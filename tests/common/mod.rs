#![allow(dead_code)]

use std::fs;
use std::io::Write;
use std::path::PathBuf;
use std::process::{Command, Output, Stdio};
use tempfile::TempDir;

/// Runs ticketapp commands against an isolated app root
pub struct TicketAppTest {
    pub temp_dir: TempDir,
}

impl TicketAppTest {
    /// Fresh root with zero latency so commands return immediately.
    pub fn new() -> Self {
        let test = Self::bare();
        test.write_config("latency_ms: 0\n");
        test
    }

    /// Fresh root with no config file at all
    pub fn bare() -> Self {
        TicketAppTest {
            temp_dir: TempDir::new().expect("Failed to create temp directory"),
        }
    }

    /// Fresh root with a signed-in session
    pub fn logged_in() -> Self {
        let test = Self::new();
        test.run_success(&["login", "--email", "ada@example.com", "--password", "pw"]);
        test
    }

    pub fn root(&self) -> PathBuf {
        self.temp_dir.path().join(".ticketapp")
    }

    fn command(&self, args: &[&str]) -> Command {
        let mut cmd = Command::new(env!("CARGO_BIN_EXE_ticketapp"));
        cmd.args(args)
            .current_dir(self.temp_dir.path())
            .env("TICKETAPP_ROOT", self.root())
            .env_remove("TICKETAPP_LOG");
        cmd
    }

    pub fn run(&self, args: &[&str]) -> Output {
        self.command(args)
            .output()
            .expect("Failed to execute ticketapp command")
    }

    /// Run with `input` piped to stdin
    pub fn run_with_input(&self, args: &[&str], input: &str) -> Output {
        let mut child = self
            .command(args)
            .stdin(Stdio::piped())
            .stdout(Stdio::piped())
            .stderr(Stdio::piped())
            .spawn()
            .expect("Failed to spawn ticketapp command");
        child
            .stdin
            .take()
            .expect("stdin is piped")
            .write_all(input.as_bytes())
            .expect("Failed to write stdin");
        child.wait_with_output().expect("Failed to wait for ticketapp")
    }

    pub fn run_success(&self, args: &[&str]) -> String {
        let output = self.run(args);
        if !output.status.success() {
            panic!(
                "Command {:?} failed with status {:?}\nstdout: {}\nstderr: {}",
                args,
                output.status,
                String::from_utf8_lossy(&output.stdout),
                String::from_utf8_lossy(&output.stderr)
            );
        }
        String::from_utf8_lossy(&output.stdout).to_string()
    }

    pub fn run_failure(&self, args: &[&str]) -> String {
        let output = self.run(args);
        assert!(
            !output.status.success(),
            "Expected command {:?} to fail, but it succeeded\nstdout: {}",
            args,
            String::from_utf8_lossy(&output.stdout)
        );
        String::from_utf8_lossy(&output.stderr).to_string()
    }

    pub fn run_json(&self, args: &[&str]) -> serde_json::Value {
        let mut args = args.to_vec();
        args.push("--json");
        let stdout = self.run_success(&args);
        serde_json::from_str(&stdout).expect("Command did not print valid JSON")
    }

    /// Create a ticket and return its id
    pub fn create(&self, title: &str) -> String {
        let json = self.run_json(&["create", title]);
        json["ticket"]["id"]
            .as_str()
            .expect("created ticket has an id")
            .to_string()
    }

    pub fn write_config(&self, content: &str) {
        fs::create_dir_all(self.root()).expect("Failed to create root");
        fs::write(self.root().join("config.yaml"), content).expect("Failed to write config");
    }

    pub fn tickets_path(&self) -> PathBuf {
        self.root().join("ticketapp_tickets.json")
    }

    pub fn session_path(&self) -> PathBuf {
        self.root().join("ticketapp_session.json")
    }

    pub fn read_tickets_raw(&self) -> Option<String> {
        fs::read_to_string(self.tickets_path()).ok()
    }

    pub fn write_tickets_raw(&self, content: &str) {
        fs::create_dir_all(self.root()).expect("Failed to create root");
        fs::write(self.tickets_path(), content).expect("Failed to write tickets");
    }
}
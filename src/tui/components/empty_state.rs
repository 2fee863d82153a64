//! Placeholder shown in the list pane when there are no cards

use iocraft::prelude::*;

use crate::tui::theme::theme;

#[derive(Debug, Clone, Copy, PartialEq, Eq, Default)]
pub enum EmptyStateKind {
    #[default]
    NoTickets,
    Loading,
}

impl EmptyStateKind {
    fn text(self) -> (&'static str, &'static str, &'static str) {
        match self {
            EmptyStateKind::NoTickets => (
                "i",
                "No tickets",
                "Press 'n' to create one, or run 'ticketapp create <title>'.",
            ),
            EmptyStateKind::Loading => ("~", "Loading", "Loading tickets..."),
        }
    }
}

#[derive(Default, Props)]
pub struct EmptyStateProps {
    pub kind: EmptyStateKind,
}

#[component]
pub fn EmptyState(props: &EmptyStateProps) -> impl Into<AnyElement<'static>> {
    let theme = theme();
    let (icon, title, message) = props.kind.text();

    element! {
        View(
            width: 100pct,
            height: 100pct,
            flex_direction: FlexDirection::Column,
            justify_content: JustifyContent::Center,
            align_items: AlignItems::Center,
            padding: 2,
        ) {
            View(
                width: 5,
                height: 3,
                justify_content: JustifyContent::Center,
                align_items: AlignItems::Center,
                border_style: BorderStyle::Round,
                border_color: theme.border,
                margin_bottom: 1,
            ) {
                Text(content: icon, color: theme.text_dimmed, weight: Weight::Bold)
            }
            Text(content: title, color: theme.text, weight: Weight::Bold)
            View(margin_top: 1, max_width: 60) {
                Text(content: message, color: theme.text_dimmed)
            }
        }
    }
}

#[cfg(test)]
mod tests {
    use super::*;

    #[test]
    fn test_loading_text() {
        assert_eq!(EmptyStateKind::Loading.text().2, "Loading tickets...");
        assert_eq!(EmptyStateKind::default(), EmptyStateKind::NoTickets);
    }
}
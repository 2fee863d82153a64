//! Labelled single-line input with an inline error

use iocraft::prelude::*;

use crate::tui::theme::theme;

#[derive(Default, Props)]
pub struct FieldRowProps {
    pub label: String,
    pub value: String,
    pub error: Option<String>,
    pub is_focused: bool,
    /// Render the value as bullets
    pub masked: bool,
    /// Wrap the value in `< >` to hint that Left/Right cycles it
    pub is_selector: bool,
}

/// Text actually shown in the input box.
pub fn display_value(value: &str, is_focused: bool, masked: bool, is_selector: bool) -> String {
    let shown = if masked {
        "*".repeat(value.chars().count())
    } else {
        value.to_string()
    };
    match (is_selector, is_focused) {
        (true, _) => format!("< {shown} >"),
        (false, true) => format!("{shown}_"),
        (false, false) => shown,
    }
}

#[component]
pub fn FieldRow(props: &FieldRowProps) -> impl Into<AnyElement<'static>> {
    let theme = theme();
    let content = display_value(&props.value, props.is_focused, props.masked, props.is_selector);
    let border_color = if props.error.is_some() {
        theme.error
    } else {
        theme.pane_border(props.is_focused)
    };

    element! {
        View(width: 100pct, flex_direction: FlexDirection::Column, flex_shrink: 0.0) {
            Text(
                content: props.label.clone(),
                color: if props.is_focused { theme.border_focused } else { theme.text_dimmed },
                weight: Weight::Bold,
            )
            View(
                width: 100pct,
                border_style: BorderStyle::Round,
                border_color: border_color,
                padding_left: 1,
                padding_right: 1,
            ) {
                Text(content: content, color: theme.text)
            }
            #(props.error.clone().map(|error| element! {
                Text(content: error, color: theme.error)
            }))
        }
    }
}
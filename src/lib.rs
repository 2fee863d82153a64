pub mod app;
pub mod auth;
pub mod cli;
pub mod commands;
pub mod config;
pub mod display;
pub mod error;
pub mod form;
pub mod fs;
pub mod paths;
pub mod service;
pub mod storage;
pub mod tui;
pub mod types;
pub mod utils;

pub use app::{Action, App, AppState, Effect, reduce};
pub use auth::{Session, SessionStore, User};
pub use config::Config;
pub use error::{AppError, Result};
pub use form::{FieldErrors, FormField, FormState};
pub use service::TicketService;
pub use storage::{JsonFileStore, MemoryStore, TicketStore};
pub use types::{NewTicket, Ticket, TicketId, TicketPatch, TicketStatus};
use clap::Parser;
use std::process::ExitCode;

use ticketapp::cli::Cli;
use ticketapp::display::format_error;

/// Env var holding the log filter (e.g. `TICKETAPP_LOG=debug`)
const LOG_ENV: &str = "TICKETAPP_LOG";

fn init_tracing() {
    // stderr keeps `--json` output on stdout parseable
    tracing_subscriber::fmt()
        .with_env_filter(
            tracing_subscriber::EnvFilter::try_from_env(LOG_ENV)
                .unwrap_or_else(|_| tracing_subscriber::EnvFilter::new("warn")),
        )
        .with_writer(std::io::stderr)
        .with_target(false)
        .init();
}

#[tokio::main]
async fn main() -> ExitCode {
    let cli = Cli::parse();
    init_tracing();

    match cli.command.run().await {
        Ok(()) => ExitCode::SUCCESS,
        Err(e) => {
            eprintln!("{}", format_error(&e));
            ExitCode::FAILURE
        }
    }
}
//! Configuration commands.
//!
//! - `config show`: Display current configuration
//! - `config get`: Print one value
//! - `config set`: Set one value

use owo_colors::OwoColorize;
use serde_json::json;

use super::CommandOutput;
use crate::config::{CONFIG_KEYS, Config};
use crate::error::Result;

/// Show current configuration
pub fn cmd_config_show(output_json: bool) -> Result<()> {
    let config = Config::load()?;

    let json_output = json!({
        "latency_ms": config.latency_ms,
        "notification_ms": config.notification_ms,
        "require_login": config.require_login,
        "config_file": Config::config_path().to_string_lossy(),
    });

    let mut text_output = format!("{}\n\n", "Configuration:".cyan().bold());
    for key in CONFIG_KEYS {
        text_output.push_str(&format!("{}: {}\n", key.cyan(), config.get(key)?));
    }
    text_output.push_str(&format!(
        "\n{}",
        format!("Config file: {}", Config::config_path().display()).dimmed()
    ));

    CommandOutput::new(json_output)
        .with_text(text_output)
        .print(output_json)
}

/// Print a single configuration value
pub fn cmd_config_get(key: &str, output_json: bool) -> Result<()> {
    let config = Config::load()?;
    let value = config.get(key)?;

    CommandOutput::new(json!({
        "key": key,
        "value": value,
    }))
    .with_text(value)
    .print(output_json)
}

/// Set a configuration value and persist it
pub fn cmd_config_set(key: &str, value: &str, output_json: bool) -> Result<()> {
    let mut config = Config::load()?;
    config.set(key, value)?;
    config.save()?;

    let stored = config.get(key)?;
    CommandOutput::new(json!({
        "action": "config_set",
        "key": key,
        "value": stored,
    }))
    .with_text(format!("Set {} = {}", key.cyan(), stored))
    .print(output_json)
}
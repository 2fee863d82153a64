//! App header bar with per-status ticket counts

use iocraft::prelude::*;

use crate::tui::theme::theme;
use crate::types::{StatusCounts, TicketStatus};

#[derive(Default, Props)]
pub struct HeaderProps {
    /// Screen name shown after the app title
    pub subtitle: Option<String>,
    /// Hidden when `None` (login screen)
    pub counts: Option<StatusCounts>,
}

#[component]
pub fn Header(props: &HeaderProps) -> impl Into<AnyElement<'static>> {
    let theme = theme();

    let title = match &props.subtitle {
        Some(sub) => format!("Tickets - {}", sub),
        None => "Tickets".to_string(),
    };

    let counts: Vec<(String, Color)> = props
        .counts
        .map(|counts| {
            vec![
                (format!("{} open", counts.open), theme.status_color(TicketStatus::Open)),
                (
                    format!("{} in progress", counts.in_progress),
                    theme.status_color(TicketStatus::InProgress),
                ),
                (format!("{} closed", counts.closed), theme.status_color(TicketStatus::Closed)),
                (format!("{} total", counts.total()), theme.text),
            ]
        })
        .unwrap_or_default();

    element! {
        View(
            width: 100pct,
            height: 1,
            flex_direction: FlexDirection::Row,
            flex_shrink: 0.0,
            justify_content: JustifyContent::SpaceBetween,
            padding_left: 1,
            padding_right: 1,
            background_color: theme.highlight,
        ) {
            Text(
                content: title,
                color: theme.text,
                weight: Weight::Bold,
            )
            View(flex_direction: FlexDirection::Row, gap: 2) {
                #(counts.into_iter().map(|(label, color)| element! {
                    Text(content: label, color: color)
                }))
            }
        }
    }
}
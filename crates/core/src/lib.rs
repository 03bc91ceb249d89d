#![warn(clippy::all, missing_docs)]

//! Core domain logic for Player DNA.
//!
//! This crate hosts the achievement models, rarity classification,
//! curation and caching pipeline, the upstream data sources and the
//! configuration layer used by the command-line frontend.

pub mod achievement;
pub mod config;
pub mod models;
pub mod profile;
pub mod rarity;
pub mod session;
pub mod source;

pub use achievement::{
    curate_notable, AchievementCurator, RawAchievementRecord, SourceFailure, SourceResult,
};
pub use config::AppConfig;
pub use models::{Achievement, Game, GameRef};
pub use profile::{PcsrProfile, PlayerStats};
pub use rarity::{classify_rarity, sort_by_rarity, Rarity};
pub use session::PlayerSession;
pub use source::{AchievementSource, PlayerSource, SteamAchievementSource};
//! Achievement normalization, fallback generation and curation.

/// Per-game retrieval with session caching.
pub mod curator;
/// Record to [`crate::models::Achievement`] conversion and heuristic scoring.
pub mod normalize;
/// Diversity-constrained showcase selection.
pub mod notable;
/// Raw source payloads.
pub mod record;
/// Static fallback templates.
pub mod templates;

pub use curator::AchievementCurator;
pub use normalize::{
    format_achievement_name, JitterSource, SeededJitter, ThreadJitter, ZeroJitter,
};
pub use notable::{curate_notable, DEFAULT_NOTABLE_COUNT};
pub use record::{RawAchievementRecord, SourceFailure, SourceResult};
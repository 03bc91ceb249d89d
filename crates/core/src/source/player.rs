use anyhow::{anyhow, Context, Result};
use serde_json::Value;
use thiserror::Error;
use tracing::{info, warn};

use crate::{config::AppConfig, models::Game, profile::{PcsrProfile, PlayerStats}};

use super::fallback::FallbackStore;

/// PCSR snapshot file name.
pub const PCSR_PROFILE_FILE: &str = "steam_pcsr_profile_english.json";

/// Failure to obtain player data from any source.
#[derive(Debug, Error)]
pub enum SourceError {
    /// Live service and fallback snapshot both failed.
    #[error("steam data service unavailable for {steam_id}")]
    Unavailable {
        /// Profile that was requested.
        steam_id: String,
    },
    /// A fallback file exists but could not be used.
    #[error(transparent)]
    Fallback(#[from] anyhow::Error),
}

/// Fetches player-level data: stats, PCSR profile and the game library.
#[derive(Debug, Clone)]
pub struct PlayerSource {
    client: reqwest::Client,
    base_url: String,
    fallback: FallbackStore,
}

impl PlayerSource {
    /// Build from configuration.
    pub fn new(config: &AppConfig) -> Result<Self> {
        let client = reqwest::Client::builder()
            .timeout(config.request_timeout())
            .build()
            .context("failed to build HTTP client")?;
        Ok(Self {
            client,
            base_url: config.api_base_url.trim_end_matches('/').to_string(),
            fallback: FallbackStore::new(&config.fallback_dir),
        })
    }

    /// Fallback snapshot directory.
    pub fn fallback(&self) -> &FallbackStore {
        &self.fallback
    }

    /// Player stats from the live service.
    ///
    /// A failed request is retried once; if that fails too the stats
    /// snapshot in the fallback directory is used.
    pub async fn player_stats(&self, steam_id: &str) -> Result<PlayerStats, SourceError> {
        let url = format!("{}/steam/datas?steamid={}", self.base_url, steam_id);
        match self.fetch_stats(&url).await {
            Ok(stats) => return Ok(stats),
            Err(err) => warn!("player stats request failed: {err:#}"),
        }

        info!("retrying player stats for {steam_id}");
        match self.fetch_stats(&format!("{url}&retry=true")).await {
            Ok(stats) => return Ok(stats),
            Err(err) => warn!("player stats retry failed: {err:#}"),
        }

        match self.fallback.load_json::<PlayerStats>(&stats_file(steam_id))? {
            Some(stats) => {
                info!("using stored player stats for {steam_id}");
                Ok(stats)
            }
            None => Err(SourceError::Unavailable {
                steam_id: steam_id.to_string(),
            }),
        }
    }

    /// PCSR profile from the snapshot, or the built-in default.
    pub fn pcsr_profile(&self) -> PcsrProfile {
        match self.fallback.load_json::<PcsrProfile>(PCSR_PROFILE_FILE) {
            Ok(Some(profile)) => profile,
            Ok(None) => {
                info!("no stored PCSR profile; using default");
                PcsrProfile::default_profile()
            }
            Err(err) => {
                warn!("stored PCSR profile unusable: {err:#}");
                PcsrProfile::default_profile()
            }
        }
    }

    /// Game library from the snapshot.
    pub fn owned_games(&self, steam_id: &str) -> Result<Vec<Game>> {
        self.fallback.owned_games(steam_id)
    }

    async fn fetch_stats(&self, url: &str) -> Result<PlayerStats> {
        let response = self
            .client
            .get(url)
            .header(reqwest::header::ACCEPT, "application/json")
            .send()
            .await
            .with_context(|| format!("request to {url} failed"))?
            .error_for_status()?;
        let body: Value = response.json().await.context("invalid player stats body")?;
        stats_from_body(body)
    }
}

/// Stats snapshot file name for `steam_id`.
pub fn stats_file(steam_id: &str) -> String {
    format!("steam_player_stats_{steam_id}.json")
}

/// The service answers with an array whose first element holds the stats.
fn stats_from_body(body: Value) -> Result<PlayerStats> {
    let first = match body {
        Value::Array(mut items) if !items.is_empty() => items.swap_remove(0),
        other => return Err(anyhow!("unexpected player stats payload: {other}")),
    };
    if !first.is_object() {
        return Err(anyhow!("player stats entry is not an object"));
    }
    serde_json::from_value(first).context("failed to decode player stats")
}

= = = = = = =

What to do
Looking at the material above, say how many of its lines include "commands", and give nothing besides the number.

Exercise solution
4